例えば、貨物の追跡や状態監視のための技術を導入することで、破損品の数を減らし、CO2排出量を削減することができます。

ここで一つ補足しておくと、貨物の正確な位置と状態を監視するソリューションは複数ありますが、これらは再利用できる高価なIoTセンサーに依存しているため、すべてのビジネスに適しているわけではありません。

こうしたソリューションは通常、トラック会社やコンテナ業者などの、一つの物流事業者に限定されます。一方、貨物輸送の95%は片道のため、最終顧客が何かを送り返すのはほぼ不可能です。仮に受取主が荷主に対して再利用可能なセンサーを返送する場合、10~30分の人件費と輸送費、それに伴うCO2排出量が追加されることになります。

持続可能性に配慮した物流業界の未来を目指して

私たちの研究から、サプライチェーンのデジタル化は、効率と収益性を高めるだけでなく、環境にも良いことが分かりました。

私たちは皆、この両面からサプライチェーンの持続可能性という問題に取り組んでいますが、使い捨てタイプのIoTトラッカーこそがその答えになる、と筆者は強く確信しています。

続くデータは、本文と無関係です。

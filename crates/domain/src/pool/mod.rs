/// Unitless constant-product pool.
pub mod base_pool;
/// Pool labelled with two denominations.
pub mod denominated_pool;

pub use base_pool::BasePool;
pub use denominated_pool::{DenominatedPool, normalize_reserves};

トラッカーを廃棄することは意に沿わないかもしれませんが、エンドツーエンドの監視が可能になった場合、使い捨てのトラッカーを製造することによるCO2排出量は、再利用されるセンサーに関わる労働、輸送、リバースロジスティクスのCO2排出量を下回ります。

また、貨物の行程をすべて把握できることも助けになります。状態データに空白がなければ、受領側の品質管理に関わる人件費を削減できるのです。例えば、貨物が配送センターまでしか監視されていないなどの理由でデータが不足している場合、受領側が手形引受を行う際の質問に対して、明確な回答が必要になります。

物流におけるCO2削減は、位置データや状態データを組み合わせることで、SaaSプラットホームや使い捨てIoTセンサーの運用に伴うCO2排出よりも大きな効果を期待できるでしょう。

これは、梱包材の大部分が使い捨てであることと同じ理由で、経済的要因が関係しています。商品の破損を避けるために段ボール箱を少し厚くしようとすると確かに費用がかさみますが、破損品はその分減るので、長い目で見ればかなりの節約になります。

サプライチェーンにおける持続可能性への配慮を高めたいと考えている場合、トラッキングソリューションにもこの理論を当てはめることをおすすめします。